TV debates bring in people who are usually disconnected from politics. That is one of the reasons they proved so anarchic and unpredictable in 2010. No-one saw Cleggmania coming. Even as the debate was unfolding I found the way he kept on staring down the camera intrusive, rather than charismatic or egalitarian. Once it was over, polls were doing things which politicians and political journalists had not predicted. They then failed to predict that Lib Dem popularity would pretty much all dissipate by polling day.


The reason for the chaotic effect of the debates seems to be that they were engaging people who typically do not engage in politics. The Westminster bubble is simply unaccustomed to young, disconnected people suddenly taking an interest in it.

For Cameron that anarchic potential poses a threat, because although he is slightly behind in the polls and faces an in-built Labour advantage in the electoral system, he has several advantages which he can rely on.

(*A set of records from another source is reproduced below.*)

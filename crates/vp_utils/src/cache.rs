//! A bounded, write-once-per-key concurrent map.

use core::fmt;
use core::hash::{BuildHasher, Hash};

use hashbrown::Equivalent;

use crate::hash::{FixedHashState, HashMap};
use crate::sync::{RwLock, read, write};

// -----------------------------------------------------------------------------
// CacheMap

/// A read-mostly cache of pure computations.
///
/// Values are computed by the caller **outside** of any lock and then
/// published with [`insert`](CacheMap::insert). When two threads race on the
/// same key, the first published value wins and both observe it.
///
/// A `capacity` of `0` means unbounded. When a bounded cache is full, the
/// whole table is dropped before the next insertion; entries are pure
/// functions of their keys, so they are simply recomputed.
///
/// # Examples
///
/// ```
/// use vp_utils::CacheMap;
///
/// let cache: CacheMap<u32, &str> = CacheMap::new("example", 0);
///
/// assert_eq!(cache.insert(1, "first"), "first");
/// assert_eq!(cache.insert(1, "second"), "first");
/// assert_eq!(cache.get(&1), Some("first"));
/// ```
pub struct CacheMap<K, V, S = FixedHashState> {
    name: &'static str,
    capacity: usize,
    entries: RwLock<HashMap<K, V, S>>,
}

impl<K, V, S: Default> CacheMap<K, V, S> {
    /// Creates an empty cache. `name` only appears in log messages.
    pub fn new(name: &'static str, capacity: usize) -> Self {
        Self {
            name,
            capacity,
            entries: RwLock::new(HashMap::with_hasher(S::default())),
        }
    }
}

impl<K, V, S> CacheMap<K, V, S> {
    /// The configured capacity, `0` when unbounded.
    #[inline]
    pub fn capacity(&self) -> usize {
        self.capacity
    }

    /// Number of published entries.
    pub fn len(&self) -> usize {
        read(&self.entries).len()
    }

    /// Returns `true` if nothing has been published yet.
    pub fn is_empty(&self) -> bool {
        read(&self.entries).is_empty()
    }

    /// Drops every entry.
    pub fn clear(&self) {
        write(&self.entries).clear();
    }
}

impl<K: Hash + Eq, V: Clone, S: BuildHasher> CacheMap<K, V, S> {
    /// Returns a clone of the published value for `key`.
    pub fn get<Q>(&self, key: &Q) -> Option<V>
    where
        Q: ?Sized + Hash + Equivalent<K>,
    {
        read(&self.entries).get(key).cloned()
    }

    /// Publishes `value` unless another value already exists for `key`,
    /// and returns whichever value is now stored.
    pub fn insert(&self, key: K, value: V) -> V {
        let mut entries = write(&self.entries);
        if let Some(existing) = entries.get(&key) {
            return existing.clone();
        }
        if self.capacity != 0 && entries.len() >= self.capacity {
            log::warn!(
                "cache `{}` reached its capacity of {} entries, evicting all",
                self.name,
                self.capacity,
            );
            entries.clear();
        }
        entries.insert(key, value.clone());
        value
    }

    /// Publishes `value` for `key`, overwriting any existing value.
    pub fn replace(&self, key: K, value: V) -> V {
        let mut entries = write(&self.entries);
        if self.capacity != 0 && entries.len() >= self.capacity && !entries.contains_key(&key) {
            log::warn!(
                "cache `{}` reached its capacity of {} entries, evicting all",
                self.name,
                self.capacity,
            );
            entries.clear();
        }
        entries.insert(key, value.clone());
        value
    }

    /// Returns the value for `key`, computing and publishing it on a miss.
    ///
    /// `f` runs without holding the lock, so it may itself use this cache.
    pub fn get_or_insert_with(&self, key: K, f: impl FnOnce() -> V) -> V {
        if let Some(value) = self.get(&key) {
            return value;
        }
        let value = f();
        self.insert(key, value)
    }

    /// Fallible form of [`get_or_insert_with`](Self::get_or_insert_with).
    /// Errors are returned without publishing anything.
    pub fn get_or_try_insert_with<E>(
        &self,
        key: K,
        f: impl FnOnce() -> Result<V, E>,
    ) -> Result<V, E> {
        if let Some(value) = self.get(&key) {
            return Ok(value);
        }
        let value = f()?;
        Ok(self.insert(key, value))
    }

    /// Removes every entry for which `keep` returns `false`.
    /// Returns the number of removed entries.
    pub fn retain(&self, mut keep: impl FnMut(&K, &V) -> bool) -> usize {
        let mut entries = write(&self.entries);
        let before = entries.len();
        entries.retain(|key, value| keep(key, value));
        before - entries.len()
    }
}

impl<K, V, S> fmt::Debug for CacheMap<K, V, S> {
    fn fmt(&self, f: &mut fmt::Formatter<'_>) -> fmt::Result {
        f.debug_struct("CacheMap")
            .field("name", &self.name)
            .field("capacity", &self.capacity)
            .field("len", &self.len())
            .finish()
    }
}

// -----------------------------------------------------------------------------
// Tests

He enjoys a sympathetic press who will attack Ed Miliband with an unmatched ferocity once the election campaign begins, he leads on 'valence' qualities like strong leadership and 'being up to the job', and he will be expecting the standard poll consolidation for whoever is in government in the days immediately before the vote.

The last thing a leader in that position wants is for a wildcard element to be thrown into the campaign at the last minute. That's one of the reasons why, if they are forced to join the debates, the Tories will want them as early in the campaign as possible, so there is plenty of time to douse any fires which emerge before people go to the polls.

Of course, Cameron's hesitancy over the debates belies his crisis of confidence in his own professed strengths. If Cameron's team were so sure of his tough, prime ministerial qualities you'd have thought they'd welcome the chance to show them off in a debate.

The presence of Nigel Farage is a problem of course. But the Tories' concerns are also a reflection of the fact Cameron really isn't very good at this format. Even in his Cameron Direct events he comes across, at best, as a distracted patrician and at worst as an arrogant snob having to mix with the hoi polloi.

Miliband, on the other hand, is actually rather good at these things. He's likeable, mostly human and sounds reasonable. One of the reasons his team are so keen on the debates is that it gives him a chance to speak to the public over the heads of a hostile press.

Cameron would rather avoid that, much as he'd rather avoid the involvement of young and disconnected voters.

It's the fact the debates reach disconnected voters which makes Downing Street wary of them.